During this period, he worked intensely as an artist and did his first individual exposition, which was, however, poorly received by the art critics. Wounded by the criticisms, Goeldi withdrew from the artistic scene and isolated himself in the city of Niterói. Solitary, he supported himself more and more as a well known illustrator for book editions and magazines, working mainly with xylogravures. He also became estranged from his family in 1922, refusing their appeal to return to Europe.

He took part in the Week of Modern Art in São Paulo that year. His first album, "10 Gravuras em Madeira" was edited in 1930, allowing Goeldi to save enough money to return to Europe in 1931. He exhibited in Bern and Berlin, and visited artists that he admired such as Alfred Kubin and Hermann Kümmerly Jr. In the following decades, after returning to Brazil, Goeldi's artistic prestige was strengthened, and he was accepted at the 25th Venice Biennale in 1950.

He became nationally and internationally known. He exhibited across the United States was Carlos Oswald, including at Havre, Montana, at the Boise Art Gallery in 1946, at the Columbia Museum of Art in South Carolina in 1950.

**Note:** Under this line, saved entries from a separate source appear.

//! `tracing-subscriber` installation.

use serde::{Deserialize, Serialize};
use std::fmt;
use std::str::FromStr;
use tracing_subscriber::{layer::SubscriberExt, util::SubscriberInitExt, EnvFilter};

/// Output format for log lines.
#[derive(Debug, Clone, Copy, PartialEq, Eq, Default, Serialize, Deserialize)]
#[serde(rename_all = "lowercase")]
pub enum LogFormat {
    /// Human-readable lines.
    #[default]
    Pretty,
    /// One JSON object per line.
    Json,
}

impl fmt::Display for LogFormat {
    fn fmt(&self, f: &mut fmt::Formatter<'_>) -> fmt::Result {
        match self {
            Self::Pretty => write!(f, "pretty"),
            Self::Json => write!(f, "json"),
        }
    }
}

impl FromStr for LogFormat {
    type Err = String;

    fn from_str(s: &str) -> Result<Self, Self::Err> {
        match s.to_ascii_lowercase().as_str() {
            "pretty" | "text" => Ok(Self::Pretty),
            "json" => Ok(Self::Json),
            other => Err(format!("unknown log format: {other}")),
        }
    }
}

/// Subscriber settings.
#[derive(Debug, Clone, PartialEq, Eq, Serialize, Deserialize)]
pub struct LoggingConfig {
    /// `EnvFilter` directive, e.g. `"info,queue_stage=trace"`.
    pub filter: String,
    /// Line format.
    #[serde(default)]
    pub format: LogFormat,
}

impl Default for LoggingConfig {
    fn default() -> Self {
        Self {
            filter: "info".to_string(),
            format: LogFormat::Pretty,
        }
    }
}

impl LoggingConfig {
    /// Reads `RUST_LOG` and `LOG_FORMAT`, falling back to defaults.
    #[must_use]
    pub fn from_env() -> Self {
        let defaults = Self::default();
        Self {
            filter: std::env::var("RUST_LOG").unwrap_or(defaults.filter),
            format: std::env::var("LOG_FORMAT")
                .ok()
                .and_then(|v| v.parse().ok())
                .unwrap_or(defaults.format),
        }
    }

    /// Sets the filter directive.
    #[must_use]
    pub fn with_filter(mut self, filter: impl Into<String>) -> Self {
        self.filter = filter.into();
        self
    }

    /// Sets the line format.
    #[must_use]
    pub fn with_format(mut self, format: LogFormat) -> Self {
        self.format = format;
        self
    }
}

/// Installs the global subscriber.
///
/// Returns false if a subscriber was already installed. An invalid filter
/// directive falls back to `info`.
pub fn init_tracing(config: &LoggingConfig) -> bool {
    let filter = EnvFilter::try_new(&config.filter).unwrap_or_else(|_| EnvFilter::new("info"));
    let registry = tracing_subscriber::registry().with(filter);

    let result = match config.format {
        LogFormat::Pretty => registry.with(tracing_subscriber::fmt::layer()).try_init(),
        LogFormat::Json => registry
            .with(tracing_subscriber::fmt::layer().json())
            .try_init(),
    };
    result.is_ok()
}

#[cfg(test)]
mod tests {
    use super::*;

    #[test]
    fn test_log_format_parse() {
        assert_eq!("json".parse::<LogFormat>().unwrap(), LogFormat::Json);
        assert_eq!("TEXT".parse::<LogFormat>().unwrap(), LogFormat::Pretty);
        assert!("xml".parse::<LogFormat>().is_err());
    }

    #[test]
    fn test_logging_config_builder() {
        let config = LoggingConfig::default()
            .with_filter("queue_stage=trace")
            .with_format(LogFormat::Json);
        assert_eq!(config.filter, "queue_stage=trace");
        assert_eq!(config.format.to_string(), "json");
    }

    #[test]
    fn test_init_tracing_only_once() {
        let config = LoggingConfig::default().with_filter("not a [valid filter");
        init_tracing(&config);
        assert!(!init_tracing(&config));
    }
}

In 1951, he received his first prize in the First International Art Biennale of São Paulo. From 1955 until his death, Goeldi became a lecturer at the Escola Nacional de Belas Artes (National School of Fine Arts), where he also ran a printmaking workshop.

== Death and legacy ==
He died on 15 February 1961, alone in his small apartment in Rio.

Goeldi's work has been exhibited posthumously in more than a hundred exhibitions in Brazil, Argentina, France, Portugal, Switzerland and Spain. For example, his works were the subject of an exhibition at the Museu de Arte Moderna de São Paulo in 2012, while his works together with those of Iberê Camargo were the subject of an exhibition at Casa SP-Arte in 2024.